Marking Requirements

  • All pots AND surface floats must be clearly, legibly, and permanently marked with your surname and initials
  • Adding your phone number is voluntary but highly recommended — if your pot goes adrift, someone can contact you
  • Use a permanent marker or engraving so it doesn't come off

Potting Best Practices

  • Never leave pots baited and unattended for more than 24 hours. Octopus can enter pots and kill trapped crayfish that can't escape.
  • Bait: Fresh fish frames, heads, or offcuts work well. Use a bait holder or bait basket to keep bait secure inside the pot.
  • Location: Set pots near rocky reef edges, ledges, and drop-offs where crayfish live. Depth of 5–30 metres is typically productive.
  • Check quickly: When you haul your pot, immediately check for undersized, soft shell, or females in berry and return them to the sea.
  • Rope length: Use enough rope so your buoy floats on the surface with some slack — typically 1.5–2× the water depth. Use quality sinking rope to keep lines off the surface and away from boat propellers.

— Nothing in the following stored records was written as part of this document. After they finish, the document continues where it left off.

//! Generic alpha-beta search over any two-player, zero-sum, perfect-information game.
//!
//! The game plugs in through the traits in [`traits`]; [`search`] holds the algorithm.

mod search;
mod traits;

#[cfg(test)]
mod tests;

pub use search::{
    alpha_beta, alpha_beta_search, minimax, SearchContext, NEGATIVE_INFINITY, POSITIVE_INFINITY,
};
pub use traits::{Evaluator, GameMove, GameState, MoveCollection, MoveGenerator};
use std::fmt::Write;

use termion::{clear, cursor};

use crate::board::{GlobalBoard, Player};
use crate::moves::Move;
use crate::rules::ActiveConstraint;

pub struct GameDisplay {
    buffer: String,
}

impl Default for GameDisplay {
    fn default() -> Self {
        Self::new()
    }
}

impl GameDisplay {
    pub fn new() -> Self {
        Self {
            buffer: String::with_capacity(2048),
        }
    }

    pub fn clear(&mut self) {
        self.buffer.clear();
        let _ = write!(self.buffer, "{}{}", cursor::Goto(1, 1), clear::All);
    }

    /// Builds a full frame in the buffer without printing it.
    pub fn compose_game_state(
        &mut self,
        board: &GlobalBoard,
        constraint: ActiveConstraint,
        current_turn: Player,
        last_move: Option<Move>,
        stats: Option<&str>,
    ) {
        self.clear();

        let _ = writeln!(self.buffer, "{}", board);

        // Game info
        let _ = writeln!(self.buffer, "Turn: {}", current_turn);
        match constraint {
            Some(sub_board) => {
                let _ = writeln!(
                    self.buffer,
                    "Play in sub-board {} (row {}, col {})",
                    sub_board,
                    sub_board / 3,
                    sub_board % 3
                );
            }
            None => self.buffer.push_str("Play in any open sub-board\n"),
        }

        if let Some(game_move) = last_move {
            let _ = writeln!(self.buffer, "Last move: {}", game_move);
        }

        if let Some(stats) = stats {
            let _ = writeln!(self.buffer, "\n{}", stats);
        }
    }

    pub fn render_game_state(
        &mut self,
        board: &GlobalBoard,
        constraint: ActiveConstraint,
        current_turn: Player,
        last_move: Option<Move>,
        stats: Option<&str>,
    ) {
        self.compose_game_state(board, constraint, current_turn, last_move, stats);

        // Print the complete frame
        print!("{}", self.buffer);
    }

    pub fn buffer(self) -> String {
        self.buffer
    }
}
use std::fmt;
use std::str::FromStr;

use serde::{Deserialize, Serialize};

use super::error::BoardParseError;

/// One of the two sides. `O` is the maximizing side for the evaluator and the search.
#[derive(Clone, Copy, Debug, PartialEq, Eq, Hash, Serialize, Deserialize)]
pub enum Player {
    #[serde(rename = "X")]
    X,
    #[serde(rename = "O")]
    O,
}

impl Player {
    #[inline]
    pub fn opposite(self) -> Self {
        match self {
            Player::X => Player::O,
            Player::O => Player::X,
        }
    }

    #[inline]
    pub fn maximize_score(self) -> bool {
        matches!(self, Player::O)
    }

    pub fn symbol(self) -> char {
        match self {
            Player::X => 'X',
            Player::O => 'O',
        }
    }

    /// Picks a side uniformly at random.
    pub fn random() -> Self {
        if rand::random::<bool>() {
            Player::X
        } else {
            Player::O
        }
    }
}

impl fmt::Display for Player {
    fn fmt(&self, f: &mut fmt::Formatter<'_>) -> fmt::Result {
        write!(f, "{}", self.symbol())
    }
}

impl FromStr for Player {
    type Err = BoardParseError;

    fn from_str(s: &str) -> Result<Self, Self::Err> {
        match s.trim().to_lowercase().as_str() {
            "x" => Ok(Player::X),
            "o" => Ok(Player::O),
            "random" => Ok(Player::random()),
            other => Err(BoardParseError::InvalidPlayer {
                input: other.to_string(),
            }),
        }
    }
}

/// The content of a single square. Serialized as `"X"`, `"O"` or `" "`.
#[derive(Clone, Copy, Debug, Default, PartialEq, Eq, Hash, Serialize, Deserialize)]
pub enum Cell {
    #[default]
    #[serde(rename = " ", alias = "")]
    Empty,
    #[serde(rename = "X")]
    X,
    #[serde(rename = "O")]
    O,
}

impl Cell {
    #[inline]
    pub fn player(self) -> Option<Player> {
        match self {
            Cell::Empty => None,
            Cell::X => Some(Player::X),
            Cell::O => Some(Player::O),
        }
    }

    #[inline]
    pub fn is_empty(self) -> bool {
        self == Cell::Empty
    }

    pub fn to_char(self) -> char {
        match self.player() {
            Some(player) => player.symbol(),
            None => '.',
        }
    }
}

impl From<Player> for Cell {
    fn from(player: Player) -> Self {
        match player {
            Player::X => Cell::X,
            Player::O => Cell::O,
        }
    }
}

Choosing the Right Craypot

Action Outdoors carries a full range of craypots designed for New Zealand conditions:

Need to replace pot mesh or build your own? Browse our Cray Pot Netting range, including heavy-duty 120ply and standard 45ply mesh in black and orange.

Craypot necks and throats: Replace worn-out entrances with our Macca Craypot Necks.

Essential Accessories

🤿 Diving for Crayfish — Tips & Rules

Diving (freediving or SCUBA) is a thrilling way to catch crayfish, and in many areas it's more productive than potting. Here are the rules and techniques.

Legal Methods

  • Hand gathering — the most common method
  • Hand-operated lassoes / snares — a loop on tubing placed over the crayfish and drawn tight
  • No spears or puncturing devices — it is illegal to use any spear or device that could puncture the shell
  • No spring-loaded lassoes — the loop must be drawn tight by hand only
  • No baited set nets for taking rock lobster

Diving Techniques

  1. Cover ground systematically. Map out the reef underwater so you don't cover the same area twice. Use landmarks above and below the water to keep your bearings.
  2. Look everywhere. Check under every ledge, rock, crack, and crevice. Crayfish can sit upside down on the ceiling of caves and at different levels in the cracks. A dive torch is essential for seeing into deep holes.
  3. Check before you grab. Before attempting to pull a crayfish out, check if it's in berry (eggs under the tail), soft shell, or undersized. If a female has her tail tucked underneath, she's likely carrying eggs — leave her be.
  4. The two-hand technique: Distract the crayfish with one hand while moving the other behind it. As the cray backs away from your front hand, block it with the rear hand and grab from both sides.
  5. Grab at the base of the horns if you can't use the two-hand approach. Once you have hold, immediately grab the tail with your other hand to stop it flapping away.
  6. If it's wedged in: Wiggle the crayfish side to side vigorously — this disorients them and causes them to release their grip on the rock.
  7. Surface recovery: Always allow proper recovery time between dives. Don't rush — fatigue leads to mistakes and danger.

After Catching

  • Measure immediately. Rock lobster go blind in sunlight — measure as quickly as possible.
  • Return undersized/protected crayfish straight away onto suitable rocky habitat so they can find shelter from predators.
  • Avoid grabbing legs or antennae — they break off easily, and injured lobsters seldom survive.
  • Keep your catch cool and protected from sun and wind once measured and kept.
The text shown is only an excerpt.